I know I am selfish. Honestly I like being selfish. People try to make you feel bad for looking out for yourself but that’s what your supposed to do! It’s literally in our DNA to preserve our life the best way possible. To say that I shouldn’t enjoy looking out for myself because it might cause other people’s lives to be a little miserable is in its self selfish of Society.
I feel like I’m rambling now. Point is I’m selfish and I enjoy it, I know when not to cross the obnoxious/conceded line. I think everyone needs to be like this. There are times when being selfish is the only thing that gets me up in the morning. Knowing that I’m going to do something for myself, to make me happy, it’s fantastic!
What started this whole thing is a person in my life told me that I was entitled. Which is pretty funny to me because I honestly think they’re way more entitled than me. I mean I know I was spoiled when I was a kid, don’t get me wrong, but not now. No, and if I am I spoiled myself.
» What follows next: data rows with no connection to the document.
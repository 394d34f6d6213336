use zentraw_document::{
    load_document, save_document, DocumentV1, Layer, LayerContent, Rgba, ShapeKind, TextStyle,
    TextStyleDelta,
};

#[test]
fn document_roundtrip() {
    let mut doc = DocumentV1::new("Album cover", 1080, 1080).unwrap();

    doc.add_layer(Layer::new(
        "Backdrop",
        LayerContent::Shape {
            kind: ShapeKind::Rect,
            fill: Rgba::new(0.1, 0.1, 0.12, 1.0),
        },
    ));
    let title = doc.add_layer(Layer::new(
        "Title",
        LayerContent::Text {
            content: "Midnight Tapes".into(),
            style: TextStyle::default(),
        },
    ));

    doc.apply_text_delta(
        title,
        &TextStyleDelta {
            font_size: Some(16.0),
            letter_spacing: Some(2.5),
            ..Default::default()
        },
    )
    .unwrap();

    let path = std::path::Path::new("target/test_document.zentraw.json");
    save_document(path, &doc).unwrap();
    let loaded = load_document(path).unwrap();

    assert_eq!(doc.document_id, loaded.document_id);
    assert_eq!(doc.layers.len(), loaded.layers.len());
    assert_eq!(doc, loaded);
    assert!(loaded.validate().is_ok());
}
I don’t want much from people, mainly respect, but for some reason that’s the thing that makes me the most spoiled. How dare I ask you to treat me in the same respect that you demanded I treat you! Amazingly, most days I let it go, chalk it up to them having a bad day and needing a punching bag. Now as I stare in the mirror thinking about the night before, looking at my verbal bruises in the mirror wondering how in the hell did I get here, I swear I’m no longer letting that shit fly.
So if you’re reading this and thinks this applies to you (abuser/abused) know this, when the day comes that the person (you/them) no longer takes the crap being thrown at them, better hope that they have the discipline, will, or desire to stop at just defending themselves. I know that for me that will not be the case. Should the day come that I decide to fight back, just know I shall hold no punches, nor will I regret my actions. I am fully aware that consequences will come, I have prepared for them and will not stop them. I have a whole lot to say, and no matter how you react to it, you will hear my cries of anguish.